L’Indonésie se retrouve au cœur des convoitises liées à l’exploitation du nickel. Elle détient les plus importantes réserves mondiales.
L’Indonésie, le nouvel eldorado du nickel, l’or noir du XXIe siècle
Acteur majeur du nickel, l’Indonésie est en proie aux convoitises extérieures
Avec les dates limites fixées par les pays occidentaux pour passer à l’électrique, comme l’Union européenne avec son plan Net Zero Carbon en 2035, le potentiel du nickel, composant majeur des batteries lithium-ion, n’est pas passé inaperçu. L’Indonésie se retrouve ainsi au cœur des convoitises et des enjeux stratégiques sur l’exploitation de ce nouvel or noir. En effet, elle détient les plus importantes réserves mondiales de nickel (24 % des réserves mondiales), notamment sur l’île de Sulawesi. L’Indonésie fait face à une menace réelle d’ingérence économique de la part des puissances régionales, comme la Chine qui se montre agressive.
L’impérialisme économique de la Chine est très présent. Cette dernière contrôle 61 % de la production totale nationale de nickel, alors que les entreprises d’État n’en contrôlent que 5 %. L’Indonésie est de plus en plus dépendante de la Chine, qui est de loin le premier client du pays (22 % des exportations de l’Indonésie), devant les États-Unis (11 %). En 2023, le pays est également devenu son deuxième investisseur, derrière Singapour et devant Hong Kong. Alors que la Chine importe des matières premières depuis l’Indonésie (charbon [21 %], gaz [9 %], huiles végétales [12 %], minerais [7 %]), cette dernière importe des produits manufacturés (machines, outils électroniques…) depuis la Chine. Ce qui ne fait qu’entretenir son déficit commercial vis-à-vis de la Chine depuis 2008, l’empêchant de développer son industrie de manière durable.
Mais le pays compte bien devenir le centre de la chaîne d’approvisionnement des véhicules électriques en Asie en tirant parti des appétits des puissances étrangères
« J’ai dit qu’il fallait arrêter les exportations de nickel. Ceux qui veulent prendre nos matières premières ne pourront plus le faire ! » Ce sont les mots de l’ex-président indonésien, Joko Widodo, élu en 2014, qui s’engageait dans une voie nationaliste pour industrialiser son pays.

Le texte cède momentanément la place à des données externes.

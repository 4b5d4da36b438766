//! Automated corrections.
//!
//! A fix is a set of text edits confined to one file and to the
//! declaration that owns the offending node. Fixes are computed on demand
//! from a diagnostic and applied to a copy of the source, which is
//! re-parsed before the result is accepted.

pub mod accessors;
pub mod attributes;
pub mod closures;
pub mod modifiers;
pub mod rewriter;
pub mod selector;
pub mod stubs;

pub use rewriter::{apply_edits, apply_fix, map_span};
pub use selector::select_fix;

use crate::common::Span;
use serde::Serialize;
use std::fmt;
use std::path::PathBuf;

/// Rewrite strategy that produced a fix.
#[derive(Debug, Clone, Copy, PartialEq, Eq, Hash, Serialize)]
#[serde(rename_all = "snake_case")]
pub enum FixStrategy {
    /// Add, remove or replace a modifier keyword.
    ModifierEdit,
    /// Remove or narrow a property accessor.
    AccessorEdit,
    /// Insert a sibling attribute or rewrite a named attribute argument.
    AttributeEdit,
    /// Append a method with a throwing body.
    MemberStub,
    /// Route captured variables through the `state` overload.
    ClosureToState,
    /// Only mark a callback `static`; captures that are not plain locals
    /// are left for the user.
    StaticOnly,
}

impl FixStrategy {
    pub fn as_str(self) -> &'static str {
        match self {
            Self::ModifierEdit => "modifier-edit",
            Self::AccessorEdit => "accessor-edit",
            Self::AttributeEdit => "attribute-edit",
            Self::MemberStub => "member-stub",
            Self::ClosureToState => "closure-to-state",
            Self::StaticOnly => "static-only",
        }
    }
}

impl fmt::Display for FixStrategy {
    fn fmt(&self, f: &mut fmt::Formatter<'_>) -> fmt::Result {
        f.write_str(self.as_str())
    }
}

/// Replace `span` of the original text with `new_text`. An empty span is an
/// insertion.
#[derive(Debug, Clone, PartialEq, Eq, Serialize)]
pub struct TextEdit {
    pub span: Span,
    pub new_text: String,
}

impl TextEdit {
    pub fn insert(at: usize, text: impl Into<String>) -> Self {
        Self {
            span: Span::empty(at),
            new_text: text.into(),
        }
    }

    pub fn replace(span: Span, text: impl Into<String>) -> Self {
        Self {
            span,
            new_text: text.into(),
        }
    }

    pub fn delete(span: Span) -> Self {
        Self {
            span,
            new_text: String::new(),
        }
    }
}

/// A fix ready to apply.
#[derive(Debug, Clone, PartialEq, Eq, Serialize)]
pub struct FixEdit {
    pub path: PathBuf,
    pub diagnostic_id: &'static str,
    pub strategy: FixStrategy,
    pub title: String,
    /// The declaration every edit must stay inside.
    pub scope: Span,
    pub edits: Vec<TextEdit>,
}

impl FixEdit {
    pub fn new(
        path: PathBuf,
        diagnostic_id: &'static str,
        strategy: FixStrategy,
        title: impl Into<String>,
        scope: Span,
    ) -> Self {
        Self {
            path,
            diagnostic_id,
            strategy,
            title: title.into(),
            scope,
            edits: Vec::new(),
        }
    }

    pub fn with_edits(mut self, edits: impl IntoIterator<Item = TextEdit>) -> Self {
        self.edits.extend(edits);
        self
    }
}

Aujourd’hui, l’Indonésie affirme cette trajectoire en tentant de faire de l’exploitation du nickel pour les batteries un secteur clé de son programme de développement industriel. Elle a, par exemple, interdit les exportations de minerais non traités depuis 2022, afin de ramener de la valeur ajoutée de la chaîne d’approvisionnement du nickel dans l’économie indonésienne.

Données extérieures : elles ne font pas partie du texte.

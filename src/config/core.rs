use serde::{Deserialize, Serialize};
use std::collections::BTreeMap;

use crate::diagnostics::Severity;
use crate::semantic::{CompilationOptions, LibraryInfo};

/// Root configuration structure for patternlint
#[derive(Debug, Clone, PartialEq, Serialize, Deserialize, Default)]
pub struct PatternLintConfig {
    /// How sources are compiled and analysed
    #[serde(default)]
    pub analysis: AnalysisSettings,

    /// Rule selection and severity overrides
    #[serde(default)]
    pub rules: RuleSettings,

    /// Fix application
    #[serde(default)]
    pub fix: FixSettings,

    /// Ignore patterns
    #[serde(default)]
    pub ignore: Option<IgnoreConfig>,

    /// Output configuration
    #[serde(default)]
    pub output: Option<OutputConfig>,
}

impl PatternLintConfig {
    /// Get ignore patterns from configuration
    ///
    /// Returns the glob patterns excluded from file discovery, or an empty
    /// vector when none are configured.
    ///
    /// # Examples
    ///
    /// ```
    /// use patternlint::config::PatternLintConfig;
    /// let config = PatternLintConfig::default();
    /// assert!(config.get_ignore_patterns().is_empty());
    /// ```
    pub fn get_ignore_patterns(&self) -> Vec<String> {
        self.ignore
            .as_ref()
            .map(|ig| ig.patterns.clone())
            .unwrap_or_default()
    }

    pub fn compilation_options(&self) -> CompilationOptions {
        CompilationOptions {
            nullable_default: self.analysis.nullable_default,
            library: self.analysis.library.clone(),
        }
    }
}

#[derive(Debug, Clone, PartialEq, Serialize, Deserialize)]
#[serde(default)]
pub struct AnalysisSettings {
    /// Name of the analysed assembly; the root directory name when unset.
    pub assembly_name: Option<String>,
    /// Nullable context when no `#nullable` directive applies.
    pub nullable_default: bool,
    pub library: LibraryInfo,
    /// Evaluate declarations on the rayon pool.
    pub parallel: bool,
    /// Worker threads; 0 uses rayon's default.
    pub jobs: usize,
}

impl Default for AnalysisSettings {
    fn default() -> Self {
        Self {
            assembly_name: None,
            nullable_default: true,
            library: LibraryInfo::default(),
            parallel: true,
            jobs: 0,
        }
    }
}

/// Per-rule configuration.
///
/// ```toml
/// [rules]
/// disabled = ["TTRESG020"]
///
/// [rules.severity]
/// TTRESG032 = "error"
/// TTRESG001 = "none"
/// ```
#[derive(Debug, Clone, Default, PartialEq, Serialize, Deserialize)]
#[serde(default)]
pub struct RuleSettings {
    pub disabled: Vec<String>,
    /// Rule id to `info`, `warning`, `error` or `none`.
    pub severity: BTreeMap<String, String>,
}

/// Severity value that turns a rule off.
pub const SEVERITY_NONE: &str = "none";

impl RuleSettings {
    pub fn is_disabled(&self, id: &str) -> bool {
        self.disabled.iter().any(|d| d.eq_ignore_ascii_case(id))
            || self
                .override_for(id)
                .is_some_and(|value| value.eq_ignore_ascii_case(SEVERITY_NONE))
    }

    /// Effective severity for a rule, `None` when it is turned off.
    pub fn effective_severity(&self, id: &str, default: Severity) -> Option<Severity> {
        if self.is_disabled(id) {
            return None;
        }
        Some(
            self.override_for(id)
                .and_then(|value| Severity::parse(value))
                .unwrap_or(default),
        )
    }

    fn override_for(&self, id: &str) -> Option<&str> {
        self.severity
            .iter()
            .find(|(key, _)| key.eq_ignore_ascii_case(id))
            .map(|(_, value)| value.as_str())
    }
}

#[derive(Debug, Clone, PartialEq, Serialize, Deserialize)]
#[serde(default)]
pub struct FixSettings {
    /// Upper bound on fix rounds per file in `fix_all`.
    pub max_iterations: usize,
    /// Re-run the catalogue after each fix and reject non-converging ones.
    pub verify: bool,
}

impl Default for FixSettings {
    fn default() -> Self {
        Self {
            max_iterations: 32,
            verify: true,
        }
    }
}

#[derive(Debug, Clone, PartialEq, Serialize, Deserialize)]
pub struct IgnoreConfig {
    pub patterns: Vec<String>,
}

#[derive(Debug, Clone, PartialEq, Serialize, Deserialize)]
pub struct OutputConfig {
    pub default_format: Option<String>,
    /// Enable colored output (default: auto-detect based on TTY)
    #[serde(default)]
    pub use_color: Option<bool>,
}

Depuis 2020, l’Indonésie cherche à contrôler la chaîne de valeur complète de l’extraction de nickel à la production de batteries pour les téléphones portables ou les véhicules électriques. Elle a ainsi signé pour plus de 15 milliards de dollars de contrats avec des entreprises, comme les Sud-Coréennes Hyundai et LG et la Taïwanaise Foxconn. En 2024, Joko Widodo rencontrait Elon Musk à Bali pour vanter les avantages de s’implanter en Indonésie pour la production de batteries.
Si l’Indonésie courtise depuis longtemps Tesla, elle réussit à appâter le géant chinois BYD par des incitations fiscales. En effet, en janvier 2024, le plus grand constructeur de véhicules électriques du monde envisageait d’investir 1,3 milliard de dollars pour construire en Indonésie une usine d’une capacité de 150 000 véhicules par an.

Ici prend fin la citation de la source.